#### Input data ####
//! Structured logging with JSON or pretty output.
//!
//! Events go to stderr so that command output on stdout stays parseable.

use crate::{LogFormat, TelemetryConfig, TelemetryError};
use tracing_subscriber::{fmt, layer::SubscriberExt, util::SubscriberInitExt, EnvFilter, Layer};

/// Initialize the logging subsystem.
///
/// Sets up tracing-subscriber with either JSON or pretty format,
/// respecting the configured log level unless `RUST_LOG` is set.
pub fn init_logging(config: &TelemetryConfig) -> Result<(), TelemetryError> {
    let filter =
        EnvFilter::try_from_default_env().unwrap_or_else(|_| EnvFilter::new(&config.log_level));

    match config.log_format {
        LogFormat::Json => init_json_logging(filter),
        LogFormat::Pretty => init_pretty_logging(filter),
    }
}

fn init_json_logging(filter: EnvFilter) -> Result<(), TelemetryError> {
    let json_layer = fmt::layer()
        .json()
        .with_writer(std::io::stderr)
        .with_target(true)
        .with_current_span(true)
        .with_span_list(false)
        .with_file(false)
        .with_line_number(false)
        .flatten_event(true)
        .with_filter(filter);

    tracing_subscriber::registry()
        .with(json_layer)
        .try_init()
        .map_err(|e: tracing_subscriber::util::TryInitError| {
            TelemetryError::LoggingInit(e.to_string())
        })
}

fn init_pretty_logging(filter: EnvFilter) -> Result<(), TelemetryError> {
    let pretty_layer = fmt::layer()
        .with_writer(std::io::stderr)
        .with_target(true)
        .with_file(false)
        .with_line_number(false)
        .with_filter(filter);

    tracing_subscriber::registry()
        .with(pretty_layer)
        .try_init()
        .map_err(|e: tracing_subscriber::util::TryInitError| {
            TelemetryError::LoggingInit(e.to_string())
        })
}

/// Standard log event names.
pub mod events {
    /// An engine was initialized for an issuer.
    pub const INITIALIZED: &str = "initialized";

    /// An engine released its issuer state.
    pub const UNINITIALIZED: &str = "uninitialized";

    /// TLS verification was disabled.
    pub const INSECURE_TRANSPORT: &str = "insecure_transport";

    /// Provider metadata and keys were fetched; the engine is ready.
    pub const DISCOVERY_SUCCEEDED: &str = "discovery_succeeded";

    /// A discovery attempt failed and will be retried.
    pub const DISCOVERY_RETRY: &str = "discovery_retry";

    /// Discovery gave up after the last attempt.
    pub const DISCOVERY_FAILED: &str = "discovery_failed";

    /// The key set was replaced.
    pub const KEYS_REFRESHED: &str = "keys_refreshed";

    /// A key set refresh failed; the previous set stays in use.
    pub const KEY_REFRESH_FAILED: &str = "key_refresh_failed";

    /// A token failed validation.
    pub const TOKEN_REJECTED: &str = "token_rejected";
}

/// Helper macros for structured logging with standard fields.
///
/// These wrap the tracing macros to ensure consistent field naming.
#[macro_export]
macro_rules! log_initialized {
    ($($field:tt)*) => {
        tracing::info!(
            event = $crate::logging::events::INITIALIZED,
            $($field)*
        )
    };
}

#[macro_export]
macro_rules! log_uninitialized {
    ($($field:tt)*) => {
        tracing::info!(
            event = $crate::logging::events::UNINITIALIZED,
            $($field)*
        )
    };
}

#[macro_export]
macro_rules! log_insecure_transport {
    ($($field:tt)*) => {
        tracing::warn!(
            event = $crate::logging::events::INSECURE_TRANSPORT,
            $($field)*
        )
    };
}

#[macro_export]
macro_rules! log_discovery_succeeded {
    ($($field:tt)*) => {
        tracing::info!(
            event = $crate::logging::events::DISCOVERY_SUCCEEDED,
            $($field)*
        )
    };
}

#[macro_export]
macro_rules! log_discovery_retry {
    ($($field:tt)*) => {
        tracing::warn!(
            event = $crate::logging::events::DISCOVERY_RETRY,
            $($field)*
        )
    };
}

#[macro_export]
macro_rules! log_discovery_failed {
    ($($field:tt)*) => {
        tracing::error!(
            event = $crate::logging::events::DISCOVERY_FAILED,
            $($field)*
        )
    };
}

#[macro_export]
macro_rules! log_keys_refreshed {
    ($($field:tt)*) => {
        tracing::info!(
            event = $crate::logging::events::KEYS_REFRESHED,
            $($field)*
        )
    };
}

#[macro_export]
macro_rules! log_key_refresh_failed {
    ($($field:tt)*) => {
        tracing::warn!(
            event = $crate::logging::events::KEY_REFRESH_FAILED,
            $($field)*
        )
    };
}

#[macro_export]
macro_rules! log_token_rejected {
    ($($field:tt)*) => {
        tracing::debug!(
            event = $crate::logging::events::TOKEN_REJECTED,
            $($field)*
        )
    };
}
####
--- What you are asked to do ---
Every record is to be written out verbatim.

--- Written reply ---
//! Structured logging with JSON or pretty output.
//!
//! Events go to stderr so that command output on stdout stays parseable.

use crate::{LogFormat, TelemetryConfig, TelemetryError};
use tracing_subscriber::{fmt, layer::SubscriberExt, util::SubscriberInitExt, EnvFilter, Layer};

/// Initialize the logging subsystem.
///
/// Sets up tracing-subscriber with either JSON or pretty format,
/// respecting the configured log level unless `RUST_LOG` is set.
pub fn init_logging(config: &TelemetryConfig) -> Result<(), TelemetryError> {
    let filter =
        EnvFilter::try_from_default_env().unwrap_or_else(|_| EnvFilter::new(&config.log_level));

    match config.log_format {
        LogFormat::Json => init_json_logging(filter),
        LogFormat::Pretty => init_pretty_logging(filter),
    }
}

fn init_json_logging(filter: EnvFilter) -> Result<(), TelemetryError> {
    let json_layer = fmt::layer()
        .json()
        .with_writer(std::io::stderr)
        .with_target(true)
        .with_current_span(true)
        .with_span_list(false)
        .with_file(false)
        .with_line_number(false)
        .flatten_event(true)
        .with_filter(filter);

    tracing_subscriber::registry()
        .with(json_layer)
        .try_init()
        .map_err(|e: tracing_subscriber::util::TryInitError| {
            TelemetryError::LoggingInit(e.to_string())
        })
}

fn init_pretty_logging(filter: EnvFilter) -> Result<(), TelemetryError> {
    let pretty_layer = fmt::layer()
        .with_writer(std::io::stderr)
        .with_target(true)
        .with_file(false)
        .with_line_number(false)
        .with_filter(filter);

    tracing_subscriber::registry()
        .with(pretty_layer)
        .try_init()
        .map_err(|e: tracing_subscriber::util::TryInitError| {
            TelemetryError::LoggingInit(e.to_string())
        })
}

/// Standard log event names.
pub mod events {
    /// An engine was initialized for an issuer.
    pub const INITIALIZED: &str = "initialized";

    /// An engine released its issuer state.
    pub const UNINITIALIZED: &str = "uninitialized";

    /// TLS verification was disabled.
    pub const INSECURE_TRANSPORT: &str = "insecure_transport";

    /// Provider metadata and keys were fetched; the engine is ready.
    pub const DISCOVERY_SUCCEEDED: &str = "discovery_succeeded";

    /// A discovery attempt failed and will be retried.
    pub const DISCOVERY_RETRY: &str = "discovery_retry";

    /// Discovery gave up after the last attempt.
    pub const DISCOVERY_FAILED: &str = "discovery_failed";

    /// The key set was replaced.
    pub const KEYS_REFRESHED: &str = "keys_refreshed";

    /// A key set refresh failed; the previous set stays in use.
    pub const KEY_REFRESH_FAILED: &str = "key_refresh_failed";

    /// A token failed validation.
    pub const TOKEN_REJECTED: &str = "token_rejected";
}

/// Helper macros for structured logging with standard fields.
///
/// These wrap the tracing macros to ensure consistent field naming.
#[macro_export]
macro_rules! log_initialized {
    ($($field:tt)*) => {
        tracing::info!(
            event = $crate::logging::events::INITIALIZED,
            $($field)*
        )
    };
}

#[macro_export]
macro_rules! log_uninitialized {
    ($($field:tt)*) => {
        tracing::info!(
            event = $crate::logging::events::UNINITIALIZED,
            $($field)*
        )
    };
}

#[macro_export]
macro_rules! log_insecure_transport {
    ($($field:tt)*) => {
        tracing::warn!(
            event = $crate::logging::events::INSECURE_TRANSPORT,
            $($field)*
        )
    };
}

#[macro_export]
macro_rules! log_discovery_succeeded {
    ($($field:tt)*) => {
        tracing::info!(
            event = $crate::logging::events::DISCOVERY_SUCCEEDED,
            $($field)*
        )
    };
}

#[macro_export]
macro_rules! log_discovery_retry {
    ($($field:tt)*) => {
        tracing::warn!(
            event = $crate::logging::events::DISCOVERY_RETRY,
            $($field)*
        )
    };
}

#[macro_export]
macro_rules! log_discovery_failed {
    ($($field:tt)*) => {
        tracing::error!(
            event = $crate::logging::events::DISCOVERY_FAILED,
            $($field)*
        )
    };
}

#[macro_export]
macro_rules! log_keys_refreshed {
    ($($field:tt)*) => {
        tracing::info!(
            event = $crate::logging::events::KEYS_REFRESHED,
            $($field)*
        )
    };
}

#[macro_export]
macro_rules! log_key_refresh_failed {
    ($($field:tt)*) => {
        tracing::warn!(
            event = $crate::logging::events::KEY_REFRESH_FAILED,
            $($field)*
        )
    };
}

#[macro_export]
macro_rules! log_token_rejected {
    ($($field:tt)*) => {
        tracing::debug!(
            event = $crate::logging::events::TOKEN_REJECTED,
            $($field)*
        )
    };
}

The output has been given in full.